Fruit fleshy, or non-fleshy; indehiscent (usually), or a schizocarp (Coldenia). Mericarps in Coldenia, 4; comprising nutlets. Fruit a drupe (often enclosed in the persistent calyx); (1–)2–4 seeded. Seeds endospermic, or non-endospermic. Embryo achlorophyllous (1/2).
Physiology, biochemistry. Not cyanogenic. Alkaloids present. Iridoids not detected. Saponins/sapogenins absent. Sugars transported as sucrose (in 9 Cordia and Gerascanthus species, and one Ehretia). C3. C3 physiology recorded directly in Ehretia.
Geography, cytology. Sub-tropical to tropical. Pantropical, centring on Central and South America.
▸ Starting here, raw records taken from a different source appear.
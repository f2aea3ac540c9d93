//! String accumulation micro-benchmark.
//!
//! Compares copy-on-append concatenation against a mutable builder across
//! exponentially growing sizes, printing one line per measurement.

#![warn(missing_docs)]

pub mod cli;
pub mod config;
pub mod error;
pub mod experiment;
pub mod logging;
pub mod report;
pub mod sweep;

pub use config::{SweepConfig, Variant};
pub use error::{BenchError, Result};
pub use experiment::{Experiment, StringBuilder};
pub use report::Measurement;
pub use sweep::{size_for, PlannedTrial, Sweep, SweepSummary, Trial};
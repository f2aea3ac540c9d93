//! Error type shared by configuration and sweep execution.

use std::io;
use std::num::ParseIntError;

use thiserror::Error;

/// Crate-wide result alias.
pub type Result<T> = std::result::Result<T, BenchError>;

/// Errors raised while resolving or running a sweep.
#[derive(Debug, Error)]
pub enum BenchError {
    /// A positional argument could not be parsed as an unsigned integer.
    #[error("invalid argument {position} ({name}): {value:?}: {source}")]
    InvalidArgument {
        /// 1-based position on the command line.
        position: usize,
        /// Parameter the position maps to.
        name: &'static str,
        /// Raw value as supplied.
        value: String,
        /// Underlying parse failure.
        #[source]
        source: ParseIntError,
    },
    /// Writing a result line failed.
    #[error("I/O error: {0}")]
    Io(#[from] io::Error),
    /// A global subscriber was already installed.
    #[error("logging error: {0}")]
    Logging(String),
}
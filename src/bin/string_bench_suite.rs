//! Runs all accumulation strategies, dropping any that exceed 2 s.
#![forbid(unsafe_code)]

use concat_bench::{cli, Variant};

fn main() {
    cli::main_for(Variant::Suite, "string-bench-suite");
}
Taxonomy.Subclass Dicotyledonae; Tenuinucelli. Dahlgren’s Superorder Solaniflorae; Boraginales. Cronquist’s Subclass Asteridae; Lamiales. APG 3 core angiosperms; core eudicot; Superorder Asteranae; lamiid; Order unassigned to Order (as a synonym of Boraginaceae).
Species 400. Genera about 13; Bourreria, Coldenia, Cordia (including Gerascanthus), Cortesia, Ehretia, Halgania,Menais(?), Rhabdia.